**REQUIREMENT**
Find the lines in the records that carry the word "while". Copy each one.

====== INFORMATION SHOWN

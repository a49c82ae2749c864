//! swarmdb - swarm node status probe
//!
//! Connects to a swarm node, asks for its status once and logs the answer.

use bytes::Bytes;
use std::time::Duration;
use swarmdb_client::{ConnectionConfig, ReadyState, Transport};
use swarmdb_protocol::{Envelope, StatusRequest, StatusResponse};
use tokio::sync::mpsc;
use tracing_subscriber::EnvFilter;

/// How long to wait for the node to answer a status request.
const STATUS_TIMEOUT: Duration = Duration::from_secs(10);

#[tokio::main]
async fn main() -> Result<(), Box<dyn std::error::Error>> {
    // Initialize logging
    tracing_subscriber::fmt()
        .with_env_filter(
            EnvFilter::try_from_default_env().unwrap_or_else(|_| EnvFilter::new("info")),
        )
        .init();

    // Load configuration (from file if SWARMDB_CONFIG is set, then env overrides)
    let config = match ConnectionConfig::load() {
        Ok(config) => config,
        Err(e) => {
            tracing::error!("Failed to load config: {}", e);
            return Err(e.into());
        }
    };

    tracing::info!("Probing swarm node");
    tracing::info!("  Endpoint: {}", config.endpoint);
    tracing::info!("  Connect timeout: {:?}", config.connect_timeout());

    let (tx, mut rx) = mpsc::unbounded_channel();
    let transport = Transport::connect(
        &config,
        move |bytes| {
            let _ = tx.send(bytes);
        },
        None,
    )?;

    let state = transport.wait_ready().await;
    if state != ReadyState::Open {
        tracing::error!("Could not connect to {} (state {})", config.endpoint, state);
        return Err(format!("connection to {} failed", config.endpoint).into());
    }

    transport.send(swarmdb_protocol::encode(&Envelope::new(StatusRequest {})))?;

    let outcome =
        tokio::time::timeout(STATUS_TIMEOUT, wait_for_status(&transport, &mut rx)).await;

    transport.close();
    transport.closed().await;

    match outcome {
        Ok(Some(status)) => {
            tracing::info!("Node status:");
            tracing::info!("  Version: {}", status.swarm_version);
            tracing::info!("  Commit: {}", status.swarm_git_commit);
            tracing::info!("  Uptime: {}", status.uptime);
            tracing::info!("  PBFT: {}", if status.pbft_enabled { "enabled" } else { "disabled" });
            if !status.module_status_json.is_empty() {
                tracing::info!("  Modules: {}", status.module_status_json);
            }
            Ok(())
        }
        Ok(None) => {
            tracing::error!("Connection closed before the node answered");
            Err("no status response".into())
        }
        Err(_) => {
            tracing::error!("No status response within {:?}", STATUS_TIMEOUT);
            Err("status request timed out".into())
        }
    }
}

/// Returns the first status response, or `None` if the socket closes first.
async fn wait_for_status(
    transport: &Transport,
    rx: &mut mpsc::UnboundedReceiver<Bytes>,
) -> Option<StatusResponse> {
    loop {
        tokio::select! {
            Some(bytes) = rx.recv() => match swarmdb_protocol::decode(&bytes) {
                Ok(envelope) => {
                    if let Some(status) = envelope.as_status_response() {
                        return Some(status.clone());
                    }
                    tracing::debug!("Ignoring {} while waiting for status", envelope.kind());
                }
                Err(e) => tracing::warn!("Ignoring malformed message: {}", e),
            },
            _ = transport.closed() => return None,
        }
    }
}
//! Protocol error types.

use crate::envelope::PayloadKind;
use thiserror::Error;

/// Protocol violations raised while decoding an envelope.
///
/// None of these are expected at runtime against a healthy node. They mean
/// the bytes on hand are not a well-formed swarm message, and callers should
/// treat them as defects rather than retry.
#[derive(Debug, Error)]
pub enum ProtocolError {
    #[error("malformed envelope: {0}")]
    Decode(#[from] prost::DecodeError),

    #[error("envelope carries no supported payload")]
    EmptyEnvelope,

    #[error("envelope carries {} payloads ({}), expected exactly one", .0.len(), kinds_list(.0))]
    MultiplePayloads(Vec<PayloadKind>),

    #[error("invalid {kind} payload: {source}")]
    InvalidPayload {
        kind: PayloadKind,
        source: prost::DecodeError,
    },
}

fn kinds_list(kinds: &[PayloadKind]) -> String {
    kinds
        .iter()
        .map(|kind| kind.label())
        .collect::<Vec<_>>()
        .join(", ")
}

impl ProtocolError {
    /// Returns the payload kind involved in the violation, if any.
    pub fn kind(&self) -> Option<PayloadKind> {
        match self {
            ProtocolError::InvalidPayload { kind, .. } => Some(*kind),
            _ => None,
        }
    }
}

#[cfg(test)]
mod tests {
    use super::*;
    use crate::status::StatusResponse;
    use prost::Message;

    fn decode_error() -> prost::DecodeError {
        // A lone field key with the continuation bit set never terminates.
        StatusResponse::decode(&b"\xff"[..]).unwrap_err()
    }

    #[test]
    fn test_protocol_error_display() {
        let err = ProtocolError::EmptyEnvelope;
        assert!(err.to_string().contains("no supported payload"));

        let err = ProtocolError::MultiplePayloads(vec![
            PayloadKind::DatabaseMsg,
            PayloadKind::StatusRequest,
        ]);
        let msg = err.to_string();
        assert!(msg.contains("2 payloads"));
        assert!(msg.contains("database_msg, status_request"));

        let err = ProtocolError::InvalidPayload {
            kind: PayloadKind::StatusResponse,
            source: decode_error(),
        };
        assert!(err.to_string().starts_with("invalid status_response payload"));
    }

    #[test]
    fn test_protocol_error_kind() {
        let err = ProtocolError::InvalidPayload {
            kind: PayloadKind::DatabaseMsg,
            source: decode_error(),
        };
        assert_eq!(err.kind(), Some(PayloadKind::DatabaseMsg));
        assert_eq!(ProtocolError::EmptyEnvelope.kind(), None);
    }
}
//! Deferred tracing of transport traffic.
//!
//! The transport hands raw bytes to a [`Diagnostics`] handle after it has
//! already forwarded or delivered them. A worker task decodes the bytes and
//! calls the [`DiagnosticSink`], so a slow or panicking sink never touches the
//! send/receive path.

use bytes::Bytes;
use serde_json::Value;
use std::panic::{self, AssertUnwindSafe};
use std::sync::Arc;
use swarmdb_protocol::{Payload, PayloadKind};
use tokio::runtime::Handle;
use tokio::sync::mpsc;

/// Receives human-readable traffic traces.
pub trait DiagnosticSink: Send + Sync + 'static {
    /// Called with a label such as `"Outgoing database_msg"` and the decoded
    /// inner message, with unset fields removed.
    fn trace(&self, label: &str, payload: &Value);
}

impl<F> DiagnosticSink for F
where
    F: Fn(&str, &Value) + Send + Sync + 'static,
{
    fn trace(&self, label: &str, payload: &Value) {
        self(label, payload)
    }
}

/// Sink that emits traces as `tracing` info events on `swarmdb::traffic`.
#[derive(Debug, Clone, Copy, Default)]
pub struct TracingSink;

impl DiagnosticSink for TracingSink {
    fn trace(&self, label: &str, payload: &Value) {
        tracing::info!(target: "swarmdb::traffic", "{}\n{}", label, payload);
    }
}

/// Direction of a traced message.
#[derive(Debug, Clone, Copy, PartialEq, Eq)]
pub enum Direction {
    Outgoing,
    Incoming,
}

impl Direction {
    fn label(&self) -> &'static str {
        match self {
            Direction::Outgoing => "Outgoing",
            Direction::Incoming => "Incoming",
        }
    }

    /// Whether `kind` is expected to travel in this direction.
    fn carries(&self, kind: PayloadKind) -> bool {
        match self {
            Direction::Outgoing => kind.is_request(),
            Direction::Incoming => !kind.is_request(),
        }
    }
}

struct Traffic {
    direction: Direction,
    bytes: Bytes,
}

/// Handle for scheduling traces. Cloned into the socket task.
#[derive(Clone)]
pub(crate) struct Diagnostics {
    tx: mpsc::UnboundedSender<Traffic>,
}

impl Diagnostics {
    /// Spawns the worker that drains traces into `sink`.
    ///
    /// The worker runs until every handle is dropped and the queue is empty,
    /// so traces scheduled before a close are still delivered.
    pub(crate) fn spawn(runtime: &Handle, sink: Arc<dyn DiagnosticSink>) -> Self {
        let (tx, rx) = mpsc::unbounded_channel();
        runtime.spawn(run_worker(sink, rx));
        Self { tx }
    }

    pub(crate) fn outgoing(&self, bytes: Bytes) {
        self.schedule(Direction::Outgoing, bytes);
    }

    pub(crate) fn incoming(&self, bytes: Bytes) {
        self.schedule(Direction::Incoming, bytes);
    }

    fn schedule(&self, direction: Direction, bytes: Bytes) {
        if self.tx.send(Traffic { direction, bytes }).is_err() {
            tracing::debug!("diagnostics worker gone, dropping {:?} trace", direction);
        }
    }
}

async fn run_worker(sink: Arc<dyn DiagnosticSink>, mut rx: mpsc::UnboundedReceiver<Traffic>) {
    while let Some(traffic) = rx.recv().await {
        let Some((label, payload)) = render(traffic.direction, &traffic.bytes) else {
            continue;
        };

        let outcome = panic::catch_unwind(AssertUnwindSafe(|| sink.trace(&label, &payload)));
        if outcome.is_err() {
            tracing::warn!("diagnostic sink panicked while tracing {}", label);
        }
    }
    tracing::debug!("diagnostics worker stopped");
}

/// Decodes traced bytes into a label and a JSON view of the inner message.
///
/// Returns `None` (after logging) for bytes that are not a well-formed
/// envelope of the kind expected in `direction`.
pub fn render(direction: Direction, bytes: &[u8]) -> Option<(String, Value)> {
    let envelope = match swarmdb_protocol::decode(bytes) {
        Ok(envelope) => envelope,
        Err(e) => {
            tracing::error!("cannot trace {:?} message: {}", direction, e);
            return None;
        }
    };

    let kind = envelope.kind();
    if !direction.carries(kind) {
        tracing::error!("unexpected {} in {:?} traffic", kind, direction);
        return None;
    }

    let value = match &envelope.payload {
        Payload::DatabaseMsg(msg) => serde_json::to_value(msg),
        Payload::DatabaseResponse(response) => serde_json::to_value(response),
        Payload::StatusRequest(request) => serde_json::to_value(request),
        Payload::StatusResponse(response) => serde_json::to_value(response),
    };

    match value {
        Ok(value) => Some((format!("{} {}", direction.label(), kind), strip_nulls(value))),
        Err(e) => {
            tracing::error!("cannot render {} for tracing: {}", kind, e);
            None
        }
    }
}

/// Removes object entries with no value, recursively.
fn strip_nulls(value: Value) -> Value {
    match value {
        Value::Object(map) => Value::Object(
            map.into_iter()
                .filter(|(_, v)| !v.is_null())
                .map(|(k, v)| (k, strip_nulls(v)))
                .collect(),
        ),
        Value::Array(items) => Value::Array(items.into_iter().map(strip_nulls).collect()),
        other => other,
    }
}
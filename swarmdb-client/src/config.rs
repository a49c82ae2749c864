//! Connection configuration.
//!
//! Configuration is loaded in the following order (later overrides earlier):
//! 1. Default values
//! 2. YAML config file (if specified via SWARMDB_CONFIG)
//! 3. Environment variables

use crate::error::ConfigError;
use serde::{Deserialize, Serialize};
use std::path::Path;
use std::time::Duration;

/// Default endpoint of a local swarm node.
pub const DEFAULT_ENDPOINT: &str = "ws://127.0.0.1:50000";

/// Default connect timeout in seconds.
pub const DEFAULT_CONNECT_TIMEOUT_SECS: u64 = 10;

/// Connection configuration.
#[derive(Debug, Clone, PartialEq, Eq, Serialize, Deserialize)]
#[serde(default)]
pub struct ConnectionConfig {
    /// WebSocket URL of the swarm node (`ws://` or `wss://`).
    pub endpoint: String,
    /// Time allowed for the WebSocket handshake, in seconds.
    pub connect_timeout_secs: u64,
    /// Trace traffic through `tracing` when no other sink is supplied.
    pub trace_traffic: bool,
}

impl Default for ConnectionConfig {
    fn default() -> Self {
        Self {
            endpoint: DEFAULT_ENDPOINT.to_string(),
            connect_timeout_secs: DEFAULT_CONNECT_TIMEOUT_SECS,
            trace_traffic: false,
        }
    }
}

impl ConnectionConfig {
    pub fn new(endpoint: impl Into<String>) -> Self {
        Self {
            endpoint: endpoint.into(),
            ..Self::default()
        }
    }

    pub fn with_connect_timeout(mut self, timeout: Duration) -> Self {
        self.connect_timeout_secs = timeout.as_secs().max(1);
        self
    }

    pub fn with_trace_traffic(mut self, enabled: bool) -> Self {
        self.trace_traffic = enabled;
        self
    }

    /// Returns the connect timeout as a Duration.
    pub fn connect_timeout(&self) -> Duration {
        Duration::from_secs(self.connect_timeout_secs)
    }

    /// Loads configuration from file, then applies environment variable overrides.
    pub fn load() -> Result<Self, ConfigError> {
        let mut config = match std::env::var("SWARMDB_CONFIG") {
            Ok(path) => Self::from_file(&path)?,
            Err(_) => Self::default(),
        };
        config.apply_env_overrides();
        Ok(config)
    }

    /// Loads configuration from a YAML file.
    pub fn from_file(path: impl AsRef<Path>) -> Result<Self, ConfigError> {
        let path = path.as_ref();
        let content = std::fs::read_to_string(path)
            .map_err(|e| ConfigError::IoError(path.to_path_buf(), e))?;
        Self::from_yaml(&content).map_err(|e| ConfigError::ParseError(path.to_path_buf(), e))
    }

    fn from_yaml(content: &str) -> Result<Self, String> {
        serde_yaml::from_str(content).map_err(|e| e.to_string())
    }

    fn apply_env_overrides(&mut self) {
        self.apply_overrides(|name| std::env::var(name).ok());
    }

    /// Applies overrides from `lookup`, ignoring values that do not parse.
    fn apply_overrides(&mut self, lookup: impl Fn(&str) -> Option<String>) {
        if let Some(endpoint) = lookup("SWARMDB_ENDPOINT") {
            self.endpoint = endpoint;
        }

        if let Some(timeout) = lookup("SWARMDB_CONNECT_TIMEOUT") {
            if let Ok(secs) = timeout.parse() {
                self.connect_timeout_secs = secs;
            }
        }

        if let Some(trace) = lookup("SWARMDB_TRACE") {
            self.trace_traffic = matches!(trace.as_str(), "1" | "true" | "yes");
        }
    }
}

#[cfg(test)]
mod tests {
    use super::*;
    use std::collections::HashMap;
    use std::io::Write;

    #[test]
    fn test_config_defaults() {
        let config = ConnectionConfig::default();
        assert_eq!(config.endpoint, DEFAULT_ENDPOINT);
        assert_eq!(config.connect_timeout(), Duration::from_secs(10));
        assert!(!config.trace_traffic);
    }

    #[test]
    fn test_config_builders() {
        let config = ConnectionConfig::new("wss://node.example:51010")
            .with_connect_timeout(Duration::from_millis(10))
            .with_trace_traffic(true);
        assert_eq!(config.endpoint, "wss://node.example:51010");
        // Sub-second timeouts round up to one second.
        assert_eq!(config.connect_timeout_secs, 1);
        assert!(config.trace_traffic);
    }

    #[test]
    fn test_config_partial_yaml_keeps_defaults() {
        let config = ConnectionConfig::from_yaml("endpoint: ws://10.0.0.5:50000\n").unwrap();
        assert_eq!(config.endpoint, "ws://10.0.0.5:50000");
        assert_eq!(config.connect_timeout_secs, DEFAULT_CONNECT_TIMEOUT_SECS);
    }

    #[test]
    fn test_config_from_file() {
        let mut file = tempfile::NamedTempFile::new().unwrap();
        writeln!(file, "endpoint: ws://swarm.local:50001").unwrap();
        writeln!(file, "connect_timeout_secs: 3").unwrap();
        writeln!(file, "trace_traffic: true").unwrap();

        let config = ConnectionConfig::from_file(file.path()).unwrap();
        assert_eq!(config.endpoint, "ws://swarm.local:50001");
        assert_eq!(config.connect_timeout(), Duration::from_secs(3));
        assert!(config.trace_traffic);
    }

    #[test]
    fn test_config_from_missing_file() {
        let err = ConnectionConfig::from_file("/nonexistent/swarmdb.yaml").unwrap_err();
        assert!(matches!(err, ConfigError::IoError(..)));
    }

    #[test]
    fn test_config_from_invalid_file() {
        let mut file = tempfile::NamedTempFile::new().unwrap();
        writeln!(file, "connect_timeout_secs: soon").unwrap();

        let err = ConnectionConfig::from_file(file.path()).unwrap_err();
        assert!(matches!(err, ConfigError::ParseError(..)));
    }

    #[test]
    fn test_config_overrides() {
        let env: HashMap<&str, &str> = [
            ("SWARMDB_ENDPOINT", "ws://override:1"),
            ("SWARMDB_CONNECT_TIMEOUT", "not-a-number"),
            ("SWARMDB_TRACE", "true"),
        ]
        .into_iter()
        .collect();

        let mut config = ConnectionConfig::default();
        config.apply_overrides(|name| env.get(name).map(|v| v.to_string()));

        assert_eq!(config.endpoint, "ws://override:1");
        assert_eq!(config.connect_timeout_secs, DEFAULT_CONNECT_TIMEOUT_SECS);
        assert!(config.trace_traffic);
    }
}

============

**SOLVED PROBLEM**
                    tracing::debug!("Ignoring {} while waiting for status", envelope.kind());
/// Protocol violations raised while decoding an envelope.
    while let Some(traffic) = rx.recv().await {
            tracing::warn!("diagnostic sink panicked while tracing {}", label);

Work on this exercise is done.